### WHAT TO WORK ON
For the records that follow, please set down exactly the lines between the one holding "fn record_connection_attempt(&self);" and the one holding "fn record_reuse(&self);", inclusive, and only those.

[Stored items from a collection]
══════

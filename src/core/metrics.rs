use std::sync::atomic::{AtomicU64, Ordering};
use std::time::Duration;

/// Connection lifecycle counters for a pool
pub trait PoolMetrics: Send + Sync {
    /// Record a dial attempt
    fn record_connection_attempt(&self);

    /// Record a successful dial with its latency
    fn record_connection_success(&self, latency: Duration);

    /// Record a failed dial
    fn record_connection_failure(&self);

    /// Record a dial that hit the connect timeout
    fn record_connect_timeout(&self);

    /// Record an idle connection handed out again
    fn record_reuse(&self);

    /// Record a connection parked on the free list
    fn record_release(&self);

    /// Record a connection closed because its stream could not be trusted
    fn record_discard(&self);

    /// Record a connection closed because the free list was full
    fn record_over_capacity(&self);

    /// Get current metrics snapshot
    fn snapshot(&self) -> PoolMetricsSnapshot;

    /// Reset all counters (useful for testing)
    fn reset(&self);
}

/// Snapshot of pool counters at a point in time
#[derive(Debug, Clone, Default, PartialEq)]
pub struct PoolMetricsSnapshot {
    pub connection_attempts: u64,
    pub connection_successes: u64,
    pub connection_failures: u64,
    pub connect_timeouts: u64,
    pub reused: u64,
    pub released: u64,
    pub discarded: u64,
    pub closed_over_capacity: u64,
    pub average_connect_latency_ms: f64,
}

/// Lock-free implementation of PoolMetrics
#[derive(Debug, Default)]
pub struct AtomicPoolMetrics {
    connection_attempts: AtomicU64,
    connection_successes: AtomicU64,
    connection_failures: AtomicU64,
    connect_timeouts: AtomicU64,
    reused: AtomicU64,
    released: AtomicU64,
    discarded: AtomicU64,
    closed_over_capacity: AtomicU64,
    connect_latency_micros: AtomicU64,
}

impl AtomicPoolMetrics {
    pub fn new() -> Self {
        Self::default()
    }
}

impl PoolMetrics for AtomicPoolMetrics {
    fn record_connection_attempt(&self) {
        self.connection_attempts.fetch_add(1, Ordering::Relaxed);
    }

    fn record_connection_success(&self, latency: Duration) {
        self.connection_successes.fetch_add(1, Ordering::Relaxed);
        self.connect_latency_micros
            .fetch_add(latency.as_micros() as u64, Ordering::Relaxed);
    }

    fn record_connection_failure(&self) {
        self.connection_failures.fetch_add(1, Ordering::Relaxed);
    }

    fn record_connect_timeout(&self) {
        self.connect_timeouts.fetch_add(1, Ordering::Relaxed);
        self.record_connection_failure(); // A timeout is also a failure
    }

    fn record_reuse(&self) {
        self.reused.fetch_add(1, Ordering::Relaxed);
    }

    fn record_release(&self) {
        self.released.fetch_add(1, Ordering::Relaxed);
    }

    fn record_discard(&self) {
        self.discarded.fetch_add(1, Ordering::Relaxed);
    }

    fn record_over_capacity(&self) {
        self.closed_over_capacity.fetch_add(1, Ordering::Relaxed);
    }

    fn snapshot(&self) -> PoolMetricsSnapshot {
        let successes = self.connection_successes.load(Ordering::Relaxed);
        let average_connect_latency_ms = if successes > 0 {
            self.connect_latency_micros.load(Ordering::Relaxed) as f64 / successes as f64 / 1000.0
        } else {
            0.0
        };

        PoolMetricsSnapshot {
            connection_attempts: self.connection_attempts.load(Ordering::Relaxed),
            connection_successes: successes,
            connection_failures: self.connection_failures.load(Ordering::Relaxed),
            connect_timeouts: self.connect_timeouts.load(Ordering::Relaxed),
            reused: self.reused.load(Ordering::Relaxed),
            released: self.released.load(Ordering::Relaxed),
            discarded: self.discarded.load(Ordering::Relaxed),
            closed_over_capacity: self.closed_over_capacity.load(Ordering::Relaxed),
            average_connect_latency_ms,
        }
    }

    fn reset(&self) {
        for counter in [
            &self.connection_attempts,
            &self.connection_successes,
            &self.connection_failures,
            &self.connect_timeouts,
            &self.reused,
            &self.released,
            &self.discarded,
            &self.closed_over_capacity,
            &self.connect_latency_micros,
        ] {
            counter.store(0, Ordering::Relaxed);
        }
    }
}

══════

### EXERCISE RESPONSE
    fn record_connection_attempt(&self);

    /// Record a successful dial with its latency
    fn record_connection_success(&self, latency: Duration);

    /// Record a failed dial
    fn record_connection_failure(&self);

    /// Record a dial that hit the connect timeout
    fn record_connect_timeout(&self);

    /// Record an idle connection handed out again
    fn record_reuse(&self);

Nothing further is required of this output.